GOAL OF THE EXERCISE: Which lines of the records below contain the string "RelationDefinition"? Report each of them.

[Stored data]
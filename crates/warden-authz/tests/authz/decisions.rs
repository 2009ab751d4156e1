// Copyright (c) 2025 Geoffrey Huntley <ghuntley@ghuntley.com>. All rights reserved.
// SPDX-License-Identifier: Proprietary

use serde_json::json;

use warden_authz::{ActorId, ActorKind, DecisionReason, DecisionRequest, TenantId};

use super::support::{run_authz_cases, AuthzCase, TestEngine};

#[test]
fn test_decision_table() {
	let app = TestEngine::new();
	let f = &app.fixtures;
	let t = f.tenant;

	let cases = vec![
		// RBAC
		AuthzCase {
			name: "role_inheritance_grants_parent_permission",
			actor: f.alice,
			kind: ActorKind::Human,
			tenant: t,
			action: "ticket:read",
			resource: ("ticket", Some("T-2")),
			resource_attributes: json!({}),
			context: json!({}),
			expected_allowed: true,
			expected_reason: "role:B",
		},
		AuthzCase {
			name: "own_role_permission",
			actor: f.alice,
			kind: ActorKind::Human,
			tenant: t,
			action: "ticket:comment",
			resource: ("ticket", Some("T-2")),
			resource_attributes: json!({}),
			context: json!({}),
			expected_allowed: true,
			expected_reason: "role:B",
		},
		AuthzCase {
			name: "exact_grant_does_not_widen",
			actor: f.alice,
			kind: ActorKind::Human,
			tenant: t,
			action: "ticket:delete",
			resource: ("ticket", Some("T-2")),
			resource_attributes: json!({}),
			context: json!({}),
			expected_allowed: false,
			expected_reason: "no-matching-grant",
		},
		AuthzCase {
			name: "no_membership_no_grant",
			actor: f.bob,
			kind: ActorKind::Human,
			tenant: t,
			action: "ticket:read",
			resource: ("ticket", Some("T-2")),
			resource_attributes: json!({}),
			context: json!({}),
			expected_allowed: false,
			expected_reason: "no-matching-grant",
		},
		AuthzCase {
			name: "system_admin_nested_wildcard",
			actor: f.carol,
			kind: ActorKind::Human,
			tenant: t,
			action: "org:members:write",
			resource: ("org", None),
			resource_attributes: json!({}),
			context: json!({}),
			expected_allowed: true,
			expected_reason: "role:admin",
		},
		AuthzCase {
			name: "system_admin_lacks_org_delete",
			actor: f.carol,
			kind: ActorKind::Human,
			tenant: t,
			action: "org:delete",
			resource: ("org", None),
			resource_attributes: json!({}),
			context: json!({}),
			expected_allowed: false,
			expected_reason: "no-matching-grant",
		},
		AuthzCase {
			name: "wildcard_covers_nested_permission",
			actor: f.carol,
			kind: ActorKind::Human,
			tenant: t,
			action: "project:settings:write",
			resource: ("project", Some("P-1")),
			resource_attributes: json!({}),
			context: json!({}),
			expected_allowed: true,
			expected_reason: "role:admin",
		},
		AuthzCase {
			name: "membership_does_not_cross_tenants",
			actor: f.alice,
			kind: ActorKind::Human,
			tenant: f.other_tenant,
			action: "ticket:read",
			resource: ("ticket", Some("T-2")),
			resource_attributes: json!({}),
			context: json!({}),
			expected_allowed: false,
			expected_reason: "no-matching-grant",
		},
		// Elevated bypass
		AuthzCase {
			name: "elevated_bypass_overrides_deny",
			actor: f.root,
			kind: ActorKind::Human,
			tenant: t,
			action: "org:delete",
			resource: ("org", None),
			resource_attributes: json!({}),
			context: json!({}),
			expected_allowed: true,
			expected_reason: "elevated",
		},
		AuthzCase {
			name: "elevated_in_inactive_tenant",
			actor: f.root,
			kind: ActorKind::Human,
			tenant: f.dormant_tenant,
			action: "org:read",
			resource: ("org", None),
			resource_attributes: json!({}),
			context: json!({}),
			expected_allowed: true,
			expected_reason: "elevated",
		},
		// Ownership
		AuthzCase {
			name: "owner_attribute_grants_everything",
			actor: f.frank,
			kind: ActorKind::Human,
			tenant: t,
			action: "ticket:delete",
			resource: ("ticket", Some("T-3")),
			resource_attributes: json!({"owner_id": f.frank.to_string()}),
			context: json!({}),
			expected_allowed: true,
			expected_reason: "owner",
		},
		AuthzCase {
			name: "owner_edge_grants_everything",
			actor: f.frank,
			kind: ActorKind::Human,
			tenant: t,
			action: "ticket:delete",
			resource: ("ticket", Some("T-7")),
			resource_attributes: json!({}),
			context: json!({}),
			expected_allowed: true,
			expected_reason: "owner",
		},
		AuthzCase {
			name: "deny_overrides_ownership",
			actor: f.erin,
			kind: ActorKind::Human,
			tenant: t,
			action: "ticket:read",
			resource: ("ticket", Some("T-4")),
			resource_attributes: json!({"owner_id": f.erin.to_string()}),
			context: json!({}),
			expected_allowed: false,
			expected_reason: "policy-deny",
		},
		AuthzCase {
			name: "automated_actor_is_never_owner",
			actor: f.agent,
			kind: ActorKind::Automated,
			tenant: t,
			action: "ticket:delete",
			resource: ("ticket", Some("T-5")),
			resource_attributes: json!({"owner_id": f.agent.to_string()}),
			context: json!({}),
			expected_allowed: false,
			expected_reason: "no-matching-grant",
		},
		// Automated actors
		AuthzCase {
			name: "automated_role_grant",
			actor: f.agent,
			kind: ActorKind::Automated,
			tenant: t,
			action: "task:write",
			resource: ("task", Some("K-1")),
			resource_attributes: json!({"locked": false}),
			context: json!({}),
			expected_allowed: true,
			expected_reason: "role:agent_executor",
		},
		AuthzCase {
			name: "automated_denied_on_locked_resource",
			actor: f.agent,
			kind: ActorKind::Automated,
			tenant: t,
			action: "task:write",
			resource: ("task", Some("K-1")),
			resource_attributes: json!({"locked": true}),
			context: json!({}),
			expected_allowed: false,
			expected_reason: "policy-deny",
		},
		// Relationships
		AuthzCase {
			name: "relationship_through_container",
			actor: f.dave,
			kind: ActorKind::Human,
			tenant: t,
			action: "ticket:write",
			resource: ("ticket", Some("T-1")),
			resource_attributes: json!({}),
			context: json!({}),
			expected_allowed: true,
			expected_reason: "relationship:maintainer",
		},
		AuthzCase {
			name: "relationship_does_not_cover_action",
			actor: f.dave,
			kind: ActorKind::Human,
			tenant: t,
			action: "project:delete",
			resource: ("ticket", Some("T-1")),
			resource_attributes: json!({}),
			context: json!({}),
			expected_allowed: false,
			expected_reason: "no-matching-grant",
		},
		AuthzCase {
			name: "relationship_needs_resource_id",
			actor: f.dave,
			kind: ActorKind::Human,
			tenant: t,
			action: "ticket:write",
			resource: ("ticket", None),
			resource_attributes: json!({}),
			context: json!({}),
			expected_allowed: false,
			expected_reason: "no-matching-grant",
		},
		// Attribute policies
		AuthzCase {
			name: "attribute_policy_allows_department",
			actor: f.alice,
			kind: ActorKind::Human,
			tenant: t,
			action: "document:read",
			resource: ("document", Some("D-1")),
			resource_attributes: json!({}),
			context: json!({}),
			expected_allowed: true,
			expected_reason: "policy-allow",
		},
		AuthzCase {
			name: "attribute_policy_excludes_other_department",
			actor: f.bob,
			kind: ActorKind::Human,
			tenant: t,
			action: "document:read",
			resource: ("document", Some("D-1")),
			resource_attributes: json!({}),
			context: json!({}),
			expected_allowed: false,
			expected_reason: "no-matching-grant",
		},
		AuthzCase {
			name: "condition_inside_office_hours",
			actor: f.bob,
			kind: ActorKind::Human,
			tenant: t,
			action: "ticket:write",
			resource: ("ticket", Some("T-2")),
			resource_attributes: json!({}),
			context: json!({"time": {"hour": 14}}),
			expected_allowed: true,
			expected_reason: "policy-allow",
		},
		AuthzCase {
			name: "condition_outside_office_hours",
			actor: f.bob,
			kind: ActorKind::Human,
			tenant: t,
			action: "ticket:write",
			resource: ("ticket", Some("T-2")),
			resource_attributes: json!({}),
			context: json!({"time": {"hour": 20}}),
			expected_allowed: false,
			expected_reason: "no-matching-grant",
		},
		// Guards
		AuthzCase {
			name: "inactive_actor",
			actor: f.ghost,
			kind: ActorKind::Human,
			tenant: t,
			action: "org:read",
			resource: ("org", None),
			resource_attributes: json!({}),
			context: json!({}),
			expected_allowed: false,
			expected_reason: "actor-inactive",
		},
		AuthzCase {
			name: "tenant_mismatch",
			actor: f.alice,
			kind: ActorKind::Human,
			tenant: t,
			action: "ticket:read",
			resource: ("ticket", Some("T-2")),
			resource_attributes: json!({"tenant_id": f.other_tenant.to_string()}),
			context: json!({}),
			expected_allowed: false,
			expected_reason: "tenant-mismatch",
		},
		AuthzCase {
			name: "tenant_mismatch_even_when_elevated",
			actor: f.root,
			kind: ActorKind::Human,
			tenant: t,
			action: "ticket:read",
			resource: ("ticket", Some("T-2")),
			resource_attributes: json!({"tenant_id": f.other_tenant.to_string()}),
			context: json!({}),
			expected_allowed: false,
			expected_reason: "tenant-mismatch",
		},
		AuthzCase {
			name: "inactive_tenant",
			actor: f.alice,
			kind: ActorKind::Human,
			tenant: f.dormant_tenant,
			action: "ticket:read",
			resource: ("ticket", Some("T-2")),
			resource_attributes: json!({}),
			context: json!({}),
			expected_allowed: false,
			expected_reason: "tenant-inactive",
		},
		// Internal failures
		AuthzCase {
			name: "unknown_tenant_fails_closed",
			actor: f.alice,
			kind: ActorKind::Human,
			tenant: TenantId::generate(),
			action: "ticket:read",
			resource: ("ticket", Some("T-2")),
			resource_attributes: json!({}),
			context: json!({}),
			expected_allowed: false,
			expected_reason: "internal-error",
		},
		AuthzCase {
			name: "unknown_actor_fails_closed",
			actor: ActorId::generate(),
			kind: ActorKind::Human,
			tenant: t,
			action: "ticket:read",
			resource: ("ticket", Some("T-2")),
			resource_attributes: json!({}),
			context: json!({}),
			expected_allowed: false,
			expected_reason: "internal-error",
		},
		AuthzCase {
			name: "actor_kind_mismatch_fails_closed",
			actor: f.agent,
			kind: ActorKind::Human,
			tenant: t,
			action: "task:write",
			resource: ("task", Some("K-1")),
			resource_attributes: json!({}),
			context: json!({}),
			expected_allowed: false,
			expected_reason: "internal-error",
		},
	];

	let first = run_authz_cases(&app.engine, &cases);
	let second = run_authz_cases(&app.engine, &cases);
	assert_eq!(first, second, "decisions must be deterministic");
}

#[test]
fn test_matched_rules_are_reported() {
	let app = TestEngine::new();
	let f = &app.fixtures;

	let inherited = app.engine.decide(&DecisionRequest::new(
		f.alice,
		ActorKind::Human,
		"ticket:read",
		f.tenant,
		"ticket",
	));
	assert_eq!(inherited.matched.roles, vec!["B".to_string(), "A".to_string()]);
	assert!(!inherited.matched.ownership);

	let owned = app.engine.decide(
		&DecisionRequest::new(f.frank, ActorKind::Human, "ticket:delete", f.tenant, "ticket")
			.with_resource_id("T-7"),
	);
	assert!(owned.matched.ownership);
	assert_eq!(owned.rule_ids(), vec!["owner".to_string()]);

	let denied = app.engine.decide(
		&DecisionRequest::new(f.erin, ActorKind::Human, "ticket:read", f.tenant, "ticket")
			.with_resource_id("T-4")
			.with_resource_attributes(super::support::attrs(
				json!({"owner_id": f.erin.to_string()}),
			)),
	);
	assert_eq!(denied.reason, DecisionReason::PolicyDeny);
	assert_eq!(denied.matched.policies, vec![f.deny_suspended]);
	assert!(denied.matched.ownership, "overridden candidates stay visible to audit");

	let locked = app.engine.decide(
		&DecisionRequest::new(f.agent, ActorKind::Automated, "task:write", f.tenant, "task")
			.with_resource_attributes(super::support::attrs(json!({"locked": true}))),
	);
	assert_eq!(locked.matched.policies, vec![f.deny_locked_for_agents]);
	assert_eq!(locked.matched.roles, vec!["agent_executor".to_string()]);

	let docs = app.engine.decide(&DecisionRequest::new(
		f.alice,
		ActorKind::Human,
		"document:read",
		f.tenant,
		"document",
	));
	assert_eq!(docs.matched.policies, vec![f.allow_department_docs]);

	let related = app.engine.decide(
		&DecisionRequest::new(f.dave, ActorKind::Human, "ticket:read", f.tenant, "ticket")
			.with_resource_id("T-1"),
	);
	assert_eq!(related.matched.relationship.as_deref(), Some("maintainer"));
}

#[test]
fn test_public_view_hides_internals() {
	let app = TestEngine::new();
	let f = &app.fixtures;

	let decision = app.engine.decide(
		&DecisionRequest::new(f.erin, ActorKind::Human, "ticket:read", f.tenant, "ticket")
			.with_resource_id("T-4"),
	);
	let public = serde_json::to_value(decision.public()).unwrap();
	assert_eq!(public, json!({"allowed": false}));
}

#[test]
fn test_effective_permissions_and_membership() {
	let app = TestEngine::new();
	let f = &app.fixtures;

	assert_eq!(
		app.engine.effective_permissions(f.tenant, f.alice).unwrap(),
		vec!["ticket:comment".to_string(), "ticket:read".to_string()]
	);
	assert!(app
		.engine
		.effective_permissions(f.tenant, f.bob)
		.unwrap()
		.is_empty());
	assert!(app
		.engine
		.effective_permissions(f.other_tenant, f.alice)
		.unwrap()
		.is_empty());

	assert!(app.engine.is_member(f.tenant, f.carol).unwrap());
	assert!(!app.engine.is_member(f.tenant, f.bob).unwrap());
	assert!(!app.engine.is_member(f.other_tenant, f.carol).unwrap());

	assert_eq!(app.engine.memberships_of(f.carol).unwrap(), vec![f.tenant]);
	assert!(app.engine.memberships_of(f.bob).unwrap().is_empty());
}

#[test]
fn test_unrelated_relation_kinds_both_grant() {
	use std::sync::Arc;
	use warden_authz::{
		Actor, DecisionEngine, RelationDefinition, ResourceRef, ResourceRelationship, SnapshotBuilder,
		SnapshotStore, Tenant,
	};

	let tenant = TenantId::generate();
	let clerk = ActorId::generate();
	let ticket = ResourceRef::new("ticket", "T-1");
	let store = Arc::new(SnapshotStore::new());
	store
		.publish(
			SnapshotBuilder::new()
				.tenant(Tenant::new(tenant, "acme"))
				.relation(RelationDefinition::new("maintainer", &["ticket:write"]))
				.relation(RelationDefinition::new("billing", &["ticket:invoice:read"]))
				.actor(Actor::human(clerk))
				.relationship(ResourceRelationship::actor(tenant, ticket.clone(), "maintainer", clerk))
				.relationship(ResourceRelationship::actor(tenant, ticket, "billing", clerk)),
		)
		.unwrap();
	let engine = DecisionEngine::new(store);

	let request = |action: &str| {
		DecisionRequest::new(clerk, ActorKind::Human, action, tenant, "ticket").with_resource_id("T-1")
	};

	let invoice = engine.decide(&request("ticket:invoice:read"));
	assert!(invoice.allowed);
	assert_eq!(invoice.reason, DecisionReason::Relationship("billing".to_string()));
	assert_eq!(invoice.matched.relationship.as_deref(), Some("billing"));

	let write = engine.decide(&request("ticket:write"));
	assert_eq!(write.reason, DecisionReason::Relationship("maintainer".to_string()));

	let delete = engine.decide(&request("ticket:delete"));
	assert!(!delete.allowed);
	assert_eq!(delete.reason, DecisionReason::NoMatchingGrant);
}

EXERCISE ANSWER:
		Actor, DecisionEngine, RelationDefinition, ResourceRef, ResourceRelationship, SnapshotBuilder,
				.relation(RelationDefinition::new("maintainer", &["ticket:write"]))
				.relation(RelationDefinition::new("billing", &["ticket:invoice:read"]))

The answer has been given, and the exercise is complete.